● **TASK OBJECTIVE**:
In the listing below, find each line containing "lookup" and report it.
══ EXERCISE MATERIAL ══
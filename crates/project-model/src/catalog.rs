//! Effect, transition, and animation catalogs.
//!
//! A catalog maps the human-readable name shown to users onto the
//! resource identifier and default parameters the draft editor expects.
//! Catalogs are constructed once and passed explicitly to the exporter;
//! they are never mutated afterwards.

use std::path::Path;

use serde::{Deserialize, Serialize};

const BUILTIN_CATALOG: &str = include_str!("../assets/catalog.json");

/// Default duration of transitions without a catalog entry (microseconds).
pub const DEFAULT_TRANSITION_DURATION_MICROS: i64 = 500_000;

/// Default duration of animations without a catalog entry (microseconds).
pub const DEFAULT_ANIMATION_DURATION_MICROS: i64 = 500_000;

/// Which catalog a lookup targets.
#[derive(Debug, Clone, Copy, PartialEq, Eq, Hash, Serialize, Deserialize)]
#[serde(rename_all = "lowercase")]
pub enum CatalogKind {
    Effect,
    Transition,
    Animation,
}

impl std::fmt::Display for CatalogKind {
    fn fmt(&self, f: &mut std::fmt::Formatter<'_>) -> std::fmt::Result {
        f.write_str(match self {
            Self::Effect => "effect",
            Self::Transition => "transition",
            Self::Animation => "animation",
        })
    }
}

/// One numeric adjustment knob of an effect.
#[derive(Debug, Clone, PartialEq, Serialize, Deserialize)]
pub struct AdjustParam {
    pub name: String,
    pub default_value: f64,
    pub value: f64,
}

impl AdjustParam {
    pub fn new(name: impl Into<String>, value: f64) -> Self {
        Self {
            name: name.into(),
            default_value: value,
            value,
        }
    }
}

/// Adjustment knobs used when an effect has no catalog entry.
pub fn default_effect_parameters() -> Vec<AdjustParam> {
    vec![
        AdjustParam::new("effects_adjust_intensity", 1.0),
        AdjustParam::new("effects_adjust_speed", 0.33),
    ]
}

/// Immutable lookup record.
#[derive(Debug, Clone, PartialEq, Serialize, Deserialize)]
pub struct CatalogEntry {
    /// Name shown to users.
    pub name: String,

    /// Resource identifier in the draft editor's effect store.
    pub resource_id: String,

    /// Editor category (for animations: the slot, `in`/`out`/`group`).
    #[serde(default)]
    pub category: String,

    /// Adjustment knobs (effects only).
    #[serde(default)]
    pub default_parameters: Vec<AdjustParam>,

    /// Transition draws its time from both neighbouring clips.
    #[serde(default)]
    pub is_overlapping: bool,

    #[serde(default)]
    pub default_duration_micros: i64,
}

/// The three catalogs used by the exporter.
#[derive(Debug, Clone, Default, PartialEq, Serialize, Deserialize)]
pub struct Catalogs {
    #[serde(default)]
    pub effects: Vec<CatalogEntry>,

    #[serde(default)]
    pub transitions: Vec<CatalogEntry>,

    #[serde(default)]
    pub animations: Vec<CatalogEntry>,
}

impl Catalogs {
    /// Catalogs bundled with the crate.
    pub fn builtin() -> Result<Self, CatalogError> {
        Self::from_json(BUILTIN_CATALOG)
    }

    /// Parse catalogs from a JSON string.
    pub fn from_json(json: &str) -> Result<Self, CatalogError> {
        let catalogs: Self = serde_json::from_str(json)?;
        catalogs.check_unique()?;
        Ok(catalogs)
    }

    /// Load catalogs from a JSON file.
    pub fn load(path: impl AsRef<Path>) -> Result<Self, CatalogError> {
        let path = path.as_ref();
        let catalogs = Self::from_json(&std::fs::read_to_string(path)?)?;
        tracing::debug!(
            path = %path.display(),
            effects = catalogs.effects.len(),
            transitions = catalogs.transitions.len(),
            animations = catalogs.animations.len(),
            "Loaded catalogs"
        );
        Ok(catalogs)
    }

    /// All entries of one kind.
    pub fn entries(&self, kind: CatalogKind) -> &[CatalogEntry] {
        match kind {
            CatalogKind::Effect => &self.effects,
            CatalogKind::Transition => &self.transitions,
            CatalogKind::Animation => &self.animations,
        }
    }

    /// Find an entry by its user-facing name (case-insensitive).
    pub fn lookup(&self, kind: CatalogKind, name: &str) -> Option<&CatalogEntry> {
        let name = name.trim();
        self.entries(kind)
            .iter()
            .find(|entry| entry.name.eq_ignore_ascii_case(name))
    }

    fn check_unique(&self) -> Result<(), CatalogError> {
        for kind in [
            CatalogKind::Effect,
            CatalogKind::Transition,
            CatalogKind::Animation,
        ] {
            let entries = self.entries(kind);
            for (i, entry) in entries.iter().enumerate() {
                let duplicate = entries[..i]
                    .iter()
                    .any(|other| other.name.eq_ignore_ascii_case(&entry.name));
                if duplicate {
                    return Err(CatalogError::Duplicate {
                        kind,
                        name: entry.name.clone(),
                    });
                }
            }
        }
        Ok(())
    }
}

/// Errors raised while constructing catalogs.
#[derive(Debug, thiserror::Error)]
pub enum CatalogError {
    #[error("Failed to read catalog: {0}")]
    Io(#[from] std::io::Error),

    #[error("Failed to parse catalog: {0}")]
    Parse(#[from] serde_json::Error),

    #[error("Duplicate {kind} entry: {name}")]
    Duplicate { kind: CatalogKind, name: String },
}
//! Draftforge Common Utilities
//!
//! Shared infrastructure for all Draftforge crates:
//! - Error taxonomy and result aliases
//! - Tracing/logging initialization
//! - Configuration loading

pub mod config;
pub mod error;
pub mod logging;

pub use config::*;
pub use error::*;
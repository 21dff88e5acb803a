//! Application configuration.

use serde::{Deserialize, Serialize};
use std::path::PathBuf;

/// Global application configuration.
#[derive(Debug, Clone, Default, Serialize, Deserialize)]
#[serde(default)]
pub struct AppConfig {
    /// Template documents used to shape exported drafts.
    pub templates: TemplatePaths,

    /// Export defaults.
    pub export: ExportDefaults,

    /// Logging configuration.
    pub logging: LoggingConfig,
}

/// Locations of the template documents.
#[derive(Debug, Clone, Default, Serialize, Deserialize)]
#[serde(default)]
pub struct TemplatePaths {
    /// Skeletal draft document. Required for export.
    pub base: Option<PathBuf>,

    /// Document whose `materials.video_effects` hold effect definitions.
    pub effects: Option<PathBuf>,

    /// Document whose `materials.transitions` hold transition definitions.
    pub transitions: Option<PathBuf>,
}

/// Default export parameters.
#[derive(Debug, Clone, Serialize, Deserialize)]
#[serde(default)]
pub struct ExportDefaults {
    /// File name of the serialized draft inside a project folder.
    pub file_name: String,

    /// Separator style applied to media paths in the output.
    pub path_style: PathStyleSetting,

    /// Schema profile written into version fields.
    pub schema: SchemaTarget,

    /// Draft frame rate.
    pub fps: f64,

    /// Draft canvas size in pixels.
    pub canvas_width: u32,
    pub canvas_height: u32,

    /// Default on-screen duration for new image clips (microseconds).
    pub image_duration_micros: i64,

    /// Default on-screen duration for new video clips (microseconds).
    pub video_duration_micros: i64,

    /// Also write `draft_meta_info.json` next to the content file.
    pub write_meta_info: bool,
}

/// Separator style for media paths as the consuming editor expects them.
#[derive(Debug, Clone, Copy, PartialEq, Eq, Hash, Serialize, Deserialize)]
#[serde(rename_all = "lowercase")]
pub enum PathStyle {
    Posix,
    Windows,
}

impl PathStyle {
    /// Style native to the host the export runs on.
    pub fn host() -> Self {
        if cfg!(windows) {
            Self::Windows
        } else {
            Self::Posix
        }
    }
}

/// Configured path style; `auto` defers to the host.
#[derive(Debug, Clone, Copy, PartialEq, Eq, Hash, Serialize, Deserialize, Default)]
#[serde(rename_all = "lowercase")]
pub enum PathStyleSetting {
    #[default]
    Auto,
    Posix,
    Windows,
}

impl PathStyleSetting {
    pub fn resolve(self) -> PathStyle {
        match self {
            Self::Auto => PathStyle::host(),
            Self::Posix => PathStyle::Posix,
            Self::Windows => PathStyle::Windows,
        }
    }
}

/// Draft schema generation to target.
#[derive(Debug, Clone, Copy, PartialEq, Eq, Hash, Serialize, Deserialize, Default)]
#[serde(rename_all = "lowercase")]
pub enum SchemaTarget {
    #[default]
    Modern,
    Legacy,
}

/// Logging configuration.
#[derive(Debug, Clone, Serialize, Deserialize)]
#[serde(default)]
pub struct LoggingConfig {
    /// Log level filter (e.g., "info", "debug", "draftforge=debug,warn").
    pub level: String,

    /// Whether to output structured JSON logs.
    pub json: bool,

    /// Optional log file path.
    pub file: Option<PathBuf>,
}

/// One second in draft time units.
pub const MICROS_PER_SEC: i64 = 1_000_000;

impl Default for ExportDefaults {
    fn default() -> Self {
        Self {
            file_name: "draft_content.json".to_string(),
            path_style: PathStyleSetting::Auto,
            schema: SchemaTarget::Modern,
            fps: 30.0,
            canvas_width: 1920,
            canvas_height: 1080,
            image_duration_micros: 3 * MICROS_PER_SEC,
            video_duration_micros: 5 * MICROS_PER_SEC,
            write_meta_info: false,
        }
    }
}

impl Default for LoggingConfig {
    fn default() -> Self {
        Self {
            level: "info".to_string(),
            json: false,
            file: None,
        }
    }
}

impl AppConfig {
    /// Load config from the standard location, falling back to defaults.
    pub fn load() -> Self {
        Self::load_from(&config_file_path())
    }

    /// Load config from `path`, falling back to defaults when it is missing
    /// or unreadable.
    pub fn load_from(path: &std::path::Path) -> Self {
        if path.exists() {
            match std::fs::read_to_string(path) {
                Ok(content) => match serde_json::from_str(&content) {
                    Ok(config) => return config,
                    Err(e) => {
                        tracing::warn!("Failed to parse config at {:?}: {}", path, e);
                    }
                },
                Err(e) => {
                    tracing::warn!("Failed to read config at {:?}: {}", path, e);
                }
            }
        }
        Self::default()
    }

    /// Save config to the standard location.
    pub fn save(&self) -> Result<(), std::io::Error> {
        self.save_to(&config_file_path())
    }

    /// Save config to `path`, creating parent directories.
    pub fn save_to(&self, path: &std::path::Path) -> Result<(), std::io::Error> {
        if let Some(parent) = path.parent() {
            std::fs::create_dir_all(parent)?;
        }
        let json = serde_json::to_string_pretty(self).map_err(std::io::Error::other)?;
        std::fs::write(path, json)
    }
}

/// Standard config file location.
pub fn config_file_path() -> PathBuf {
    let base = std::env::var("XDG_CONFIG_HOME")
        .map(PathBuf::from)
        .unwrap_or_else(|_| {
            let home = std::env::var("HOME").unwrap_or_else(|_| "/tmp".to_string());
            PathBuf::from(home).join(".config")
        });
    base.join("draftforge").join("config.json")
}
═══
● **FINAL ANSWER**:
/// Which catalog a lookup targets.
/// Immutable lookup record.
    pub fn lookup(&self, kind: CatalogKind, name: &str) -> Option<&CatalogEntry> {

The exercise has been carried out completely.